Example pipeline managing the instantiation logic: src/train.py.
As additional documentation, we provide example notebook files that use the CLI internally. However, all actions performed in the jupyter notebook can be performed with the CLI (the notebooks just call the CLI functions internally). We suggest viewing the notebooks files as is (i.e. without running) to understand the CLI (above) and what expected outputs are, then experiment with using the CLI directly.
Depending on your install approach, you will need to take different steps to start jupyter and view the example notebooks. Below are example commands to do so using the conenivence scripts.
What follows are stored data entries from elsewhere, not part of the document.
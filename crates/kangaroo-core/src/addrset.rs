//! Named address sets compiled from literal and CIDR strings.
//!
//! Every entry is normalized to a network prefix: `10.1.2.3/8` becomes
//! `10.0.0.0/8`, a bare `192.168.1.1` becomes `192.168.1.1/32` and a bare
//! IPv6 literal a `/128`. Compiled sets are immutable.

use crate::error::{KangarooError, KangarooResult};
use ipnet::IpNet;
use std::collections::HashMap;
use std::fmt;
use std::net::IpAddr;

/// Name of the set that covers the whole address space when no sets are configured.
pub const ALL_SET: &str = "All";

/// A named, ordered list of normalized prefixes.
#[derive(Debug, Clone, PartialEq, Eq)]
pub struct AddressSet {
    name: String,
    prefixes: Vec<IpNet>,
}

impl AddressSet {
    /// Compile one set. Fails on the first entry that is neither an IP nor a CIDR.
    pub fn compile<S: AsRef<str>>(name: &str, entries: &[S]) -> KangarooResult<Self> {
        let prefixes = entries
            .iter()
            .map(|entry| compile_entry(entry.as_ref()).ok_or_else(|| invalid(name, entry.as_ref())))
            .collect::<KangarooResult<Vec<_>>>()?;
        Ok(Self {
            name: name.to_string(),
            prefixes,
        })
    }

    pub fn name(&self) -> &str {
        &self.name
    }

    pub fn prefixes(&self) -> &[IpNet] {
        &self.prefixes
    }

    /// True if `ip` falls inside at least one prefix of the set.
    pub fn contains(&self, ip: IpAddr) -> bool {
        self.prefixes.iter().any(|net| prefix_contains(net, ip))
    }
}

impl fmt::Display for AddressSet {
    fn fmt(&self, f: &mut fmt::Formatter<'_>) -> fmt::Result {
        write!(f, "{}: [", self.name)?;
        for (i, net) in self.prefixes.iter().enumerate() {
            if i > 0 {
                f.write_str(", ")?;
            }
            write!(f, "{net}")?;
        }
        f.write_str("]")
    }
}

fn compile_entry(entry: &str) -> Option<IpNet> {
    let entry = entry.trim();
    if entry.contains('/') {
        entry.parse::<IpNet>().ok().map(|net| net.trunc())
    } else {
        entry.parse::<IpAddr>().ok().map(IpNet::from)
    }
}

fn invalid(set: &str, entry: &str) -> KangarooError {
    KangarooError::InvalidAddress {
        set: set.to_string(),
        entry: entry.to_string(),
    }
}

/// Prefix containment across families: an IPv4 address is also matched by
/// IPv6 prefixes through its `::ffff:a.b.c.d` form, and an IPv4-mapped IPv6
/// address by IPv4 prefixes.
fn prefix_contains(net: &IpNet, ip: IpAddr) -> bool {
    match (net, ip) {
        (IpNet::V4(net), IpAddr::V4(addr)) => net.contains(&addr),
        (IpNet::V6(net), IpAddr::V6(addr)) => net.contains(&addr),
        (IpNet::V6(net), IpAddr::V4(addr)) => net.contains(&addr.to_ipv6_mapped()),
        (IpNet::V4(net), IpAddr::V6(addr)) => addr
            .to_ipv4_mapped()
            .is_some_and(|mapped| net.contains(&mapped)),
    }
}

/// All compiled sets, in configuration order, indexed by name.
#[derive(Debug, Clone, Default)]
pub struct AddressSets {
    sets: Vec<AddressSet>,
    index: HashMap<String, usize>,
}

impl AddressSets {
    /// Compile every `(name, entries)` pair. Names must be unique.
    pub fn compile<I, N, S>(entries: I) -> KangarooResult<Self>
    where
        I: IntoIterator<Item = (N, Vec<S>)>,
        N: Into<String>,
        S: AsRef<str>,
    {
        let mut compiled = Self::default();
        for (name, list) in entries {
            let name = name.into();
            let set = AddressSet::compile(&name, &list)?;
            compiled.insert(set)?;
        }
        Ok(compiled)
    }

    /// Add the `All = ::/0` set unless a set with that name already exists.
    pub fn with_default_all(mut self) -> KangarooResult<Self> {
        if !self.index.contains_key(ALL_SET) {
            self.insert(AddressSet::compile(ALL_SET, &["::/0"])?)?;
        }
        Ok(self)
    }

    fn insert(&mut self, set: AddressSet) -> KangarooResult<()> {
        if self.index.contains_key(set.name()) {
            return Err(KangarooError::DuplicateSet(set.name().to_string()));
        }
        self.index.insert(set.name().to_string(), self.sets.len());
        self.sets.push(set);
        Ok(())
    }

    pub fn get(&self, name: &str) -> Option<&AddressSet> {
        self.index.get(name).map(|&i| &self.sets[i])
    }

    pub(crate) fn position(&self, name: &str) -> Option<usize> {
        self.index.get(name).copied()
    }

    pub(crate) fn by_position(&self, position: usize) -> &AddressSet {
        &self.sets[position]
    }

    pub fn iter(&self) -> impl Iterator<Item = &AddressSet> {
        self.sets.iter()
    }

    pub fn len(&self) -> usize {
        self.sets.len()
    }

    pub fn is_empty(&self) -> bool {
        self.sets.is_empty()
    }
}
# make sure your conda environment is activated
jupyter lab
# starts the docker container
bash docker/run_docker_local.sh
##### EXECUTED WITHIN THE DOCKER CONTIAINER #####
# begins jupyter notebook
jupyter lab --ip 0.0.0.0 --allow-root --NotebookApp.token='' --no-browser
# now you can access the notebook files by browsing to http://localhost:8888/lab
# starts the docker container
bash docker/run_docker_k8s.sh
# jupter lab is already running, browse to http://localhost:8888/lab
# note, you'll want to forward the Kubernetes container port 8888
After following the correct route to start jupyter above, you can view the notebooks and OPTIONALLY run them.